Mike Hendricks recently retires as social science, criminal justice instructor at McCook Community College.

Opinion

Against the Washington bailout

Friday, January 30, 2009

The House passed the $819 billion stimulus bill Wednesday night in the hope of giving a shot in the arm to our comatose economy. The vote was 244-188. Eleven Democrats voted against the bill while no Republicans supported it. Even though pleas were made from both sides of the aisle for bipartisanship, little was to be found.

The Democrats won't scream as loudly over the lack of bipartisanship as they have in the past because they now have the numbers to pass their bills by themselves, with or without the Republicans, which is what happened with this bill. Both parties often conveniently forget that bipartisanship cuts both ways. 233 Democrats voted for the bill which doesn't show much bipartisanship either.

I've been against bailing out the automakers and banks from the beginning. Both institutions displayed either a grievous misunderstanding of the basic rules of capitalism or, even worse, a callous disregard. It started with banks giving home loans to people who didn't qualify to begin with, and then structuring the loans so that the payments would continue to increase or attaching a balloon payment somewhere in the life of the loan that the debtors wouldn't be able to pay either.

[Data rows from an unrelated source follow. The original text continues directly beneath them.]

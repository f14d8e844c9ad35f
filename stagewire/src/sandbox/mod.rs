//! Per-instance execution sandbox.
//!
//! Every stage instance gets its own working directory. Inputs are linked
//! (or copied) in under their base names, the command template is rendered
//! to `.command.sh` and run, and the declared output patterns are matched
//! against what the command left behind. Published outputs are then copied
//! to `<publish_dir>/<stage>/`.

mod process;
mod publish;
mod template;

pub use process::{run_script, stderr_tail};
pub use publish::{publish, publish_dir, PublishFailure, PublishLedger};
pub use template::{render_params, TemplateContext, TemplateEngine};

use crate::cancellation::CancellationToken;
use crate::config::{EngineConfig, Materialize};
use crate::core::{file_name, StreamValue};
use crate::errors::ExecutionError;
use crate::glob::Pattern;
use crate::params::ParameterStore;
use crate::stages::StageDef;
use std::collections::{BTreeMap, HashSet};
use std::path::{Path, PathBuf};
use std::sync::Arc;
use tracing::{debug, info};

/// Rendered command file.
pub const SCRIPT_FILE: &str = ".command.sh";
/// Captured standard output.
pub const STDOUT_FILE: &str = ".command.out";
/// Captured standard error.
pub const STDERR_FILE: &str = ".command.err";

/// Everything needed to run one stage instance.
#[derive(Debug, Clone)]
pub struct Instance {
    /// The stage template.
    pub stage: Arc<StageDef>,
    /// Instance key, used as the file prefix.
    pub key: String,
    /// Tags carried from the driving item.
    pub tags: BTreeMap<String, String>,
    /// Bound input values by port name, in port order.
    pub inputs: Vec<(String, StreamValue)>,
    /// The command template chosen for this run.
    pub command: String,
    /// Scratch directory; created by the sandbox.
    pub work_dir: PathBuf,
}

/// Result of a successful instance.
#[derive(Debug, Clone)]
pub struct SandboxOutcome {
    /// Scratch directory the instance ran in.
    pub work_dir: PathBuf,
    /// Matched files per output port, in port order.
    pub outputs: Vec<(String, Vec<PathBuf>)>,
    /// Outputs that could not be published.
    pub publish_failures: Vec<PublishFailure>,
}

/// Runs instances; shared by all workers of one executor.
#[derive(Debug)]
pub struct Sandbox {
    config: Arc<EngineConfig>,
    params: Arc<ParameterStore>,
    templates: TemplateEngine,
    published: PublishLedger,
}

impl Sandbox {
    /// Creates a sandbox.
    #[must_use]
    pub fn new(config: Arc<EngineConfig>, params: Arc<ParameterStore>) -> Self {
        Self {
            config,
            params,
            templates: TemplateEngine::new(),
            published: PublishLedger::new(),
        }
    }

    /// Runs one instance to completion.
    ///
    /// # Errors
    ///
    /// Any [`ExecutionError`]; publication problems are reported in the
    /// outcome instead.
    pub async fn run(
        &self,
        instance: &Instance,
        token: &CancellationToken,
    ) -> Result<SandboxOutcome, ExecutionError> {
        if token.is_cancelled() {
            return Err(ExecutionError::Cancelled {
                reason: token.reason().unwrap_or_default(),
            });
        }

        let stage = &instance.stage;
        let dir = &instance.work_dir;
        tokio::fs::create_dir_all(dir).await?;

        let input_names = self.materialize(instance).await?;

        let mut context = TemplateContext::new(&self.params).with_instance(
            &stage.name,
            &instance.key,
            &instance.tags,
            stage.cpus,
        );
        for (port, value) in &instance.inputs {
            context = context.with_input(port, value);
        }
        let context = context.into_json();

        let script = self.templates.render(&instance.command, &context)?;
        tokio::fs::write(dir.join(SCRIPT_FILE), &script).await?;
        debug!(stage = %stage.name, key = %instance.key, "Rendered command");

        run_script(
            &self.config.shell,
            dir,
            stage.timeout(),
            self.config.stderr_tail_lines,
            token,
        )
        .await?;

        let mut outputs = Vec::with_capacity(stage.outputs.len());
        let mut publish_failures = Vec::new();
        for port in &stage.outputs {
            let pattern = if TemplateEngine::is_template(&port.pattern) {
                self.templates.render(&port.pattern, &context)?
            } else {
                port.pattern.clone()
            };
            let files = match_outputs(dir, &Pattern::new(&pattern), &input_names).await?;
            if port.required && files.is_empty() {
                return Err(ExecutionError::MissingOutput {
                    port: port.name.clone(),
                    pattern,
                });
            }

            if port.publish && !files.is_empty() {
                publish_failures.extend(
                    publish(
                        &self.published,
                        &self.config.publish_dir,
                        self.config.publish_mode,
                        &stage.name,
                        &instance.key,
                        &files,
                    )
                    .await,
                );
            }
            outputs.push((port.name.clone(), files));
        }

        info!(
            stage = %stage.name,
            key = %instance.key,
            outputs = outputs.iter().map(|(_, f)| f.len()).sum::<usize>(),
            "Instance finished"
        );
        Ok(SandboxOutcome {
            work_dir: dir.clone(),
            outputs,
            publish_failures,
        })
    }

    async fn materialize(&self, instance: &Instance) -> Result<HashSet<String>, ExecutionError> {
        let mut names = HashSet::new();
        for (_, value) in &instance.inputs {
            for file in value.items().iter().flat_map(|item| &item.files) {
                let name = file_name(file);
                if !names.insert(name.clone()) {
                    return Err(materialize_error(
                        file,
                        format!("another input is already named '{name}'"),
                    ));
                }

                let source = tokio::fs::canonicalize(file)
                    .await
                    .map_err(|err| materialize_error(file, err.to_string()))?;
                let target = instance.work_dir.join(&name);
                place(&source, &target, self.config.materialize)
                    .await
                    .map_err(|err| materialize_error(file, err.to_string()))?;
            }
        }
        Ok(names)
    }
}

#[cfg(unix)]
async fn place(source: &Path, target: &Path, how: Materialize) -> std::io::Result<()> {
    match how {
        Materialize::Link => tokio::fs::symlink(source, target).await,
        Materialize::Copy => tokio::fs::copy(source, target).await.map(|_| ()),
    }
}

#[cfg(not(unix))]
async fn place(source: &Path, target: &Path, _how: Materialize) -> std::io::Result<()> {
    tokio::fs::copy(source, target).await.map(|_| ())
}

fn materialize_error(file: &Path, message: String) -> ExecutionError {
    ExecutionError::Materialize {
        file: file.display().to_string(),
        message,
    }
}

/// Top-level entries of `dir` matching `pattern`, sorted by name.
///
/// Command bookkeeping files and the names in `exclude` (the materialized
/// inputs) never match. The result depends only on the directory listing.
///
/// # Errors
///
/// IO errors from reading the directory.
pub async fn match_outputs(
    dir: &Path,
    pattern: &Pattern,
    exclude: &HashSet<String>,
) -> std::io::Result<Vec<PathBuf>> {
    let mut names = Vec::new();
    let mut entries = tokio::fs::read_dir(dir).await?;
    while let Some(entry) = entries.next_entry().await? {
        let name = entry.file_name().to_string_lossy().into_owned();
        if name.starts_with(".command") || exclude.contains(&name) {
            continue;
        }
        let matched = pattern
            .try_captures(&name)
            .map_err(std::io::Error::other)?
            .is_some();
        if matched {
            names.push(name);
        }
    }
    names.sort();
    Ok(names.into_iter().map(|n| dir.join(n)).collect())
}

/// Makes an instance key safe to use as a single path component.
#[must_use]
pub fn sanitize_key(key: &str) -> String {
    let cleaned: String = key
        .chars()
        .map(|c| {
            if c.is_ascii_alphanumeric() || matches!(c, '-' | '_' | '.') {
                c
            } else {
                '_'
            }
        })
        .collect();
    match cleaned.as_str() {
        "" | "." | ".." => "_".to_string(),
        _ => cleaned,
    }
}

Then they sliced and diced the loans, bundled them up and peddled them to other financial concerns and all of this wheeling and dealing finally caught up with them. So they go to our government with hats in hand, begging for "prop-up" money so they can get back on their feet again and the government gives it to them with the specific directive of loaning it out so that people will start buying again. But, for the most part, the banks aren't doing that. They're holding on to the money and, because they are, credit is not only still tight; it's getting tighter.

On the other hand, the auto industry has been mismanaged for decades. They have consistently made vehicles people don't want to buy while foreign automakers have been making vehicles that people ARE buying. These basic mistakes have been compounded by runaway union demands that have significantly increased the cost of every vehicle made. So they continued to dig a deeper and deeper hole for themselves until they too, made their own trek to Washington (in private jets no less) to also ask for bailout money and the government is obviously going to give them what they want too.

Every adult in America understands the concept of belt-tightening and balancing a budget, even those who aren't very good at it. If we make bad economic decisions and continue to make them, we eventually go belly-up financially and there's no one there to pick us up, dust us off, and give us a fresh start.

We have to live with the economic decisions we make and if our situation becomes so dire we have to file bankruptcy, we're looked down on by those who know about it. We're seen as unsavory, undisciplined, and somewhat fraudulent because we're willing to cancel the debts and obligations we made at someone else's expense.

But the same rules don't apply to the economic icons in our society. The banks knew they were making bad and ill-advised home loans to people who couldn't afford them but they continued to do it.

The automakers stubbornly dug their heels into the sand and continued to give in to union demands while putting out inferior products that couldn't compete with foreign brands and then when their continuing bad judgment and unsound business practices finally caught up with them, they went to our government with their hands out to be "saved" and our government is obviously going to do just that, using the excuse that our economy will collapse if it doesn't.

What's the incentive for the major movers and shakers in our economy to practice the same sound business principles that most American individuals do if they know they're going to be bailed out when they fail?

I think Congress and the President should have said no to both groups, accompanied by a stern mandate to tighten their belts, eliminate waste, reduce costs, and cut benefits, just like you and I have to do when times are tough.

If the 819 billion dollars contained in the bailout was divided evenly between the 210 million Americans aged 18 and older, we would each receive a check of almost $4,000 that most of us would put right back into the economy, stimulating spending and economic growth in the process.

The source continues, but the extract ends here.